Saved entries

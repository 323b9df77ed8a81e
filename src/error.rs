//! Error types for the statement assistant

use thiserror::Error;

/// Result type alias for assistant operations
pub type Result<T> = std::result::Result<T, AssistantError>;

#[derive(Error, Debug)]
pub enum AssistantError {

    // =============================
    // Document Errors
    // =============================

    #[error("Unsupported document type: {0}")]
    UnsupportedDocument(String),

    #[error("Document too large: {size} bytes (limit {limit})")]
    DocumentTooLarge { size: usize, limit: usize },

    #[error("Document is empty after extraction")]
    EmptyDocument,

    #[error("Document could not be read: {0}")]
    UnreadableDocument(String),

    #[error("OCR error: {0}")]
    Ocr(String),

    // =============================
    // Pipeline & Conversation Errors
    // =============================

    #[error("LLM error: {0}")]
    Llm(String),

    #[error("Invalid input: {0}")]
    InvalidInput(String),

    #[error("Configuration error: {0}")]
    Config(String),

    #[error("Conversation state error: {0}")]
    State(String),

    // =============================
    // External Library Conversions
    // =============================

    #[error("Serialization error: {0}")]
    SerializationError(#[from] serde_json::Error),

    #[error("HTTP client error: {0}")]
    HttpError(#[from] reqwest::Error),

    #[error("Base64 decode error: {0}")]
    DecodeError(#[from] base64::DecodeError),

    #[error("IO error: {0}")]
    IoError(#[from] std::io::Error),
}

impl AssistantError {
    /// Whether the user can fix this by retrying (re-uploading, re-entering a value).
    pub fn is_recoverable(&self) -> bool {
        matches!(
            self,
            AssistantError::UnsupportedDocument(_)
                | AssistantError::DocumentTooLarge { .. }
                | AssistantError::EmptyDocument
                | AssistantError::UnreadableDocument(_)
                | AssistantError::InvalidInput(_)
                | AssistantError::DecodeError(_)
        )
    }

    /// Localized message shown to the chat user.
    pub fn user_message(&self) -> String {
        match self {
            AssistantError::UnsupportedDocument(_) => {
                "Formato no soportado. Sube tu estado de cuenta en PDF o TXT.".to_string()
            }
            AssistantError::DocumentTooLarge { limit, .. } => format!(
                "El archivo es demasiado grande. El límite es de {} MB.",
                limit / (1024 * 1024)
            ),
            AssistantError::EmptyDocument => {
                "El archivo está vacío o no contiene texto legible. Intenta con otro documento."
                    .to_string()
            }
            AssistantError::UnreadableDocument(_) | AssistantError::DecodeError(_) => {
                "No pude leer el archivo. Verifica que no esté dañado y súbelo de nuevo."
                    .to_string()
            }
            AssistantError::InvalidInput(detail) => format!("Entrada inválida: {}", detail),
            _ => "Ocurrió un error crítico al procesar tu solicitud. Intenta de nuevo más tarde."
                .to_string(),
        }
    }
}

#[cfg(test)]
mod tests {
    use super::*;

    #[test]
    fn test_recoverable_classification() {
        assert!(AssistantError::EmptyDocument.is_recoverable());
        assert!(AssistantError::UnsupportedDocument("docx".into()).is_recoverable());
        assert!(!AssistantError::Llm("boom".into()).is_recoverable());
        assert!(!AssistantError::IoError(std::io::Error::other("disk")).is_recoverable());
    }

    #[test]
    fn test_fatal_errors_get_generic_message() {
        let msg = AssistantError::State("poisoned".into()).user_message();
        assert!(msg.contains("error crítico"));
        assert!(!msg.contains("poisoned"));
    }

    #[test]
    fn test_size_limit_message_in_megabytes() {
        let err = AssistantError::DocumentTooLarge {
            size: 30 * 1024 * 1024,
            limit: 20 * 1024 * 1024,
        };
        assert!(err.user_message().contains("20 MB"));
    }
}
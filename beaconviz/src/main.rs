mod cli;

use crate::cli::*;
use dashboard_api::{DashboardId, FileSlotVizApi, GroupId, SlotVizApi};
use environment::{EnvironmentBuilder, LogFormat, LoggerConfig};
use network_registry::find_chain_network_by_name;
use slog::{debug, info, warn, Logger};
use slot_clock::{SlotClock, SystemTimeSlotClock};
use slot_viz::grid::present_rows;
use slot_viz::{
    AnimationCursor, Config, DutyFilters, SlotDetails, SlotPresentation, SlotVizProvider,
    WidgetState,
};
use std::path::PathBuf;
use std::process::exit;
use std::sync::Arc;

fn main() {
    // Enable backtraces unless a RUST_BACKTRACE value has already been explicitly provided.
    if std::env::var("RUST_BACKTRACE").is_err() {
        std::env::set_var("RUST_BACKTRACE", "1");
    }

    let matches = cli_app().get_matches();

    match run(&matches) {
        Ok(()) => exit(0),
        Err(e) => {
            eprintln!("Failed to run beaconviz: {}", e);
            exit(1)
        }
    }
}

fn run(matches: &clap::ArgMatches) -> Result<(), String> {
    let logger_config = LoggerConfig {
        debug_level: parse_required(matches, DEBUG_LEVEL_FLAG)?,
        log_format: parse_required::<LogFormat>(matches, LOG_FORMAT_FLAG)?,
        log_color: !matches.get_flag(DISABLE_LOG_COLOR_FLAG),
    };
    let environment = EnvironmentBuilder::new()
        .multi_threaded_tokio_runtime()?
        .initialize_logger(logger_config)?
        .build()?;
    let log = environment.log().clone();

    let network_name: String = parse_required(matches, NETWORK_FLAG)?;
    let network = find_chain_network_by_name(&network_name);
    if !network.name.eq_ignore_ascii_case(&network_name) {
        warn!(
            log,
            "Unknown network, using the default";
            "requested" => network_name,
            "network" => network.name,
        );
    }

    let dashboard_id: DashboardId = parse_required(matches, DASHBOARD_FLAG)?;
    let group_id: GroupId = parse_required(matches, GROUP_FLAG)?;
    let path: PathBuf = parse_required(matches, SLOT_VIZ_FILE_FLAG)?;
    let defaults = Config::default();
    let config = Config {
        rows_to_show: parse_optional(matches, ROWS_FLAG)?.unwrap_or(defaults.rows_to_show),
        explorer_url: parse_required(matches, EXPLORER_URL_FLAG)?,
        ..defaults
    };

    info!(
        log,
        "Starting beaconviz";
        "network" => network.name,
        "dashboard" => %dashboard_id,
        "group" => group_id,
        "file" => ?path,
    );

    let context = environment.core_context();
    let api = Arc::new(FileSlotVizApi::new(path, network.id));
    let provider = SlotVizProvider::new(
        api,
        SystemTimeSlotClock::new(),
        context.executor.clone(),
        config,
    );
    provider.start(dashboard_id, group_id);

    context.executor.spawn(
        log_view_changes(provider.clone(), context.log.clone()),
        "view_logger",
    );

    environment.block_until_ctrl_c()?;

    provider.stop();
    environment.shutdown();
    Ok(())
}

/// Logs the widget summary on every new view and the grid rows at debug level.
async fn log_view_changes<T: SlotClock + 'static, A: SlotVizApi>(
    provider: SlotVizProvider<T, A>,
    log: Logger,
) {
    let mut views = provider.subscribe();
    let filters = DutyFilters::default();
    let cursor = AnimationCursor::global();
    let config = provider.config().clone();
    let mut last_widget: Option<WidgetState> = None;

    loop {
        let view = views.borrow_and_update().clone();
        let widget = WidgetState::from_view(&view);

        if last_widget.as_ref() != Some(&widget) {
            let previous_link = view
                .previous_duty()
                .map(|slot| SlotDetails::new(view.network, slot).url(&config.explorer_url));
            info!(
                log,
                "Validator duties";
                "current_slot" => view.current_slot.as_u64(),
                "previous_duty" => widget.previous_icon.as_str(),
                "previous_color" => widget.previous_color,
                "previous_link" => previous_link,
                "next_duty" => widget.next_icon.as_str(),
                "next_duty_timestamp" => widget.next_duty_timestamp,
                "online" => view.online,
            );
            last_widget = Some(widget);
        }

        let rows = present_rows(
            &view.slots,
            &filters,
            cursor,
            config.slots_per_row,
            config.rows_to_show,
        );
        for row in rows {
            debug!(log, "Slot row"; "squares" => render_row(&row));
        }

        if views.changed().await.is_err() {
            return;
        }
    }
}

/// One `slot:color:icon` entry per square, `-` for empty parts.
fn render_row(row: &[SlotPresentation]) -> String {
    let or_dash = |s: &'static str| if s.is_empty() { "-" } else { s };
    row.iter()
        .map(|square| {
            format!(
                "{}:{}:{}",
                square.slot,
                or_dash(square.square_css[2]),
                or_dash(square.big_icon.as_str())
            )
        })
        .collect::<Vec<_>>()
        .join(" ")
}
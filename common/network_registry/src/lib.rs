//! The chain networks known to the dashboard, and lookups over them.
//!
//! Lookups never fail. An unknown id or name resolves to the default network (the first entry of
//! `CHAIN_NETWORKS`); callers that need to know whether the lookup hit can compare the returned id
//! with the one they asked for.

pub use types::{ChainId, ChainNetwork};

macro_rules! define_net {
    (
        $const_name: ident,
        id: $id: expr,
        name: $name: expr,
        legacy_key: $legacy_key: expr,
        genesis: $genesis: expr,
        seconds_per_slot: $seconds_per_slot: expr,
        slots_per_epoch: $slots_per_epoch: expr,
        epochs_per_sync_period: $epochs_per_sync_period: expr,
        mainnet: $mainnet: expr,
        currencies: ($el_currency: expr, $cl_currency: expr)
    ) => {
        pub const $const_name: ChainNetwork = ChainNetwork {
            id: $id,
            name: $name,
            legacy_key: $legacy_key,
            genesis_timestamp_seconds: $genesis,
            slot_duration_seconds: $seconds_per_slot,
            slots_per_epoch: $slots_per_epoch,
            epochs_per_sync_period: $epochs_per_sync_period,
            is_mainnet: $mainnet,
            el_currency: $el_currency,
            cl_currency: $cl_currency,
        };
    };
}

define_net!(
    ETHEREUM,
    id: 1,
    name: "ethereum",
    legacy_key: "main",
    genesis: 1606824023,
    seconds_per_slot: 12,
    slots_per_epoch: 32,
    epochs_per_sync_period: 256,
    mainnet: true,
    currencies: ("ETH", "ETH")
);

define_net!(
    HOLESKY,
    id: 17000,
    name: "holesky",
    legacy_key: "holesky",
    genesis: 1695902400,
    seconds_per_slot: 12,
    slots_per_epoch: 32,
    epochs_per_sync_period: 256,
    mainnet: false,
    currencies: ("ETH", "ETH")
);

define_net!(
    SEPOLIA,
    id: 11155111,
    name: "sepolia",
    legacy_key: "sepolia",
    genesis: 1655733600,
    seconds_per_slot: 12,
    slots_per_epoch: 32,
    epochs_per_sync_period: 256,
    mainnet: false,
    currencies: ("ETH", "ETH")
);

define_net!(
    HOODI,
    id: 560048,
    name: "hoodi",
    legacy_key: "hoodi",
    genesis: 1742213400,
    seconds_per_slot: 12,
    slots_per_epoch: 32,
    epochs_per_sync_period: 256,
    mainnet: false,
    currencies: ("ETH", "ETH")
);

define_net!(
    GNOSIS,
    id: 100,
    name: "gnosis",
    legacy_key: "gnosis",
    genesis: 1638993340,
    seconds_per_slot: 5,
    slots_per_epoch: 16,
    epochs_per_sync_period: 512,
    mainnet: true,
    currencies: ("xDAI", "GNO")
);

define_net!(
    CHIADO,
    id: 10200,
    name: "chiado",
    legacy_key: "chiado",
    genesis: 1665396300,
    seconds_per_slot: 5,
    slots_per_epoch: 16,
    epochs_per_sync_period: 512,
    mainnet: false,
    currencies: ("xDAI", "GNO")
);

/// Every known network. The first entry is the default returned by failed lookups.
pub const CHAIN_NETWORKS: &[ChainNetwork] = &[ETHEREUM, HOLESKY, SEPOLIA, HOODI, GNOSIS, CHIADO];

pub const DEFAULT_CHAIN_NETWORK: &ChainNetwork = &ETHEREUM;

/// The names of all known networks, in table order.
pub const NETWORK_NAMES: &[&str] = &[
    ETHEREUM.name,
    HOLESKY.name,
    SEPOLIA.name,
    HOODI.name,
    GNOSIS.name,
    CHIADO.name,
];

/// Returns the network with chain id `id`, or the default network.
pub fn find_chain_network_by_id(id: ChainId) -> &'static ChainNetwork {
    find(|network| network.id == id)
}

/// Returns the network called `name` (ignoring ASCII case), or the default network.
pub fn find_chain_network_by_name(name: &str) -> &'static ChainNetwork {
    find(|network| network.name.eq_ignore_ascii_case(name))
}

/// Returns the network stored under the pre-chain-id key `key`, or the default network.
pub fn find_chain_network_by_legacy_key(key: &str) -> &'static ChainNetwork {
    find(|network| network.legacy_key == key)
}

fn find<F>(predicate: F) -> &'static ChainNetwork
where
    F: Fn(&ChainNetwork) -> bool,
{
    CHAIN_NETWORKS
        .iter()
        .find(|network| predicate(*network))
        .unwrap_or(DEFAULT_CHAIN_NETWORK)
}

#[cfg(test)]
mod tests {
    use super::*;

    #[test]
    fn default_is_first_entry() {
        assert_eq!(DEFAULT_CHAIN_NETWORK, &CHAIN_NETWORKS[0]);
        assert_eq!(DEFAULT_CHAIN_NETWORK.id, 1);
    }

    #[test]
    fn lookup_by_id() {
        assert_eq!(find_chain_network_by_id(100), &GNOSIS);
        assert_eq!(find_chain_network_by_id(17000), &HOLESKY);
    }

    #[test]
    fn unknown_id_falls_back_to_default() {
        let network = find_chain_network_by_id(99999);
        assert_eq!(network, DEFAULT_CHAIN_NETWORK);
        assert_ne!(network.id, 99999);
    }

    #[test]
    fn lookup_by_name() {
        assert_eq!(find_chain_network_by_name("gnosis"), &GNOSIS);
        assert_eq!(find_chain_network_by_name("Sepolia"), &SEPOLIA);
        assert_eq!(find_chain_network_by_name("prater"), DEFAULT_CHAIN_NETWORK);
        assert_eq!(find_chain_network_by_name(""), DEFAULT_CHAIN_NETWORK);
    }

    #[test]
    fn lookup_by_legacy_key() {
        assert_eq!(find_chain_network_by_legacy_key("main"), &ETHEREUM);
        assert_eq!(find_chain_network_by_legacy_key("chiado"), &CHIADO);
        assert_eq!(find_chain_network_by_legacy_key("zhejiang"), DEFAULT_CHAIN_NETWORK);
    }

    #[test]
    fn table_is_consistent() {
        assert_eq!(NETWORK_NAMES.len(), CHAIN_NETWORKS.len());
        for (network, name) in CHAIN_NETWORKS.iter().zip(NETWORK_NAMES) {
            assert_eq!(network.name, *name);
            assert!(network.slot_duration_seconds > 0);
            assert!(network.slots_per_epoch > 0);
            assert!(network.epochs_per_sync_period > 0);
            assert_eq!(find_chain_network_by_id(network.id), network);
        }
    }
}
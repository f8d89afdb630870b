//! Types shared by the slot visualization crates: slots, epochs and the static description of a
//! chain network.

#[macro_use]
mod slot_epoch_macros;

mod chain_network;
mod slot_epoch;

pub use chain_network::{ChainId, ChainNetwork};
pub use slot_epoch::{Epoch, Slot};
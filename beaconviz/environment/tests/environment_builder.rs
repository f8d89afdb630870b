#![cfg(test)]

use environment::{EnvironmentBuilder, LogFormat, LoggerConfig};
use futures::future;

fn builder() -> EnvironmentBuilder {
    EnvironmentBuilder::new()
        .single_thread_tokio_runtime()
        .expect("should set runtime")
        .null_logger()
        .expect("should set logger")
}

#[test]
fn runs_tasks_on_the_runtime() {
    let environment = builder().build().expect("should build environment");
    let context = environment.service_context("test".to_string());

    let handle = context.executor.spawn_handle(async { 7 }, "seven");
    let output = environment
        .runtime()
        .block_on(handle)
        .expect("task should not panic");
    assert_eq!(output, Some(7));
}

#[test]
fn fire_exit_cancels_tasks() {
    let mut environment = builder().build().expect("should build environment");
    let context = environment.core_context();
    let handle = context
        .executor
        .spawn_handle(future::pending::<()>(), "pending");

    environment.fire_exit();
    // Firing twice is harmless.
    environment.fire_exit();

    let output = environment
        .runtime()
        .block_on(handle)
        .expect("task should not panic");
    assert_eq!(output, None);
    assert!(context.executor.is_exited());

    environment.shutdown();
}

#[test]
fn requires_runtime_and_logger() {
    assert!(EnvironmentBuilder::new()
        .null_logger()
        .expect("should set logger")
        .build()
        .is_err());
    assert!(EnvironmentBuilder::new()
        .single_thread_tokio_runtime()
        .expect("should set runtime")
        .build()
        .is_err());
}

#[test]
fn rejects_unknown_debug_level() {
    let config = LoggerConfig {
        debug_level: "verbose".to_string(),
        log_format: LogFormat::Terminal,
        log_color: false,
    };
    assert!(EnvironmentBuilder::new().initialize_logger(config).is_err());
}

Required action: If a line in the data above holds the string "DutyFilters", report that line.

Solution to the problem:
    AnimationCursor, Config, DutyFilters, SlotDetails, SlotPresentation, SlotVizProvider,
    let filters = DutyFilters::default();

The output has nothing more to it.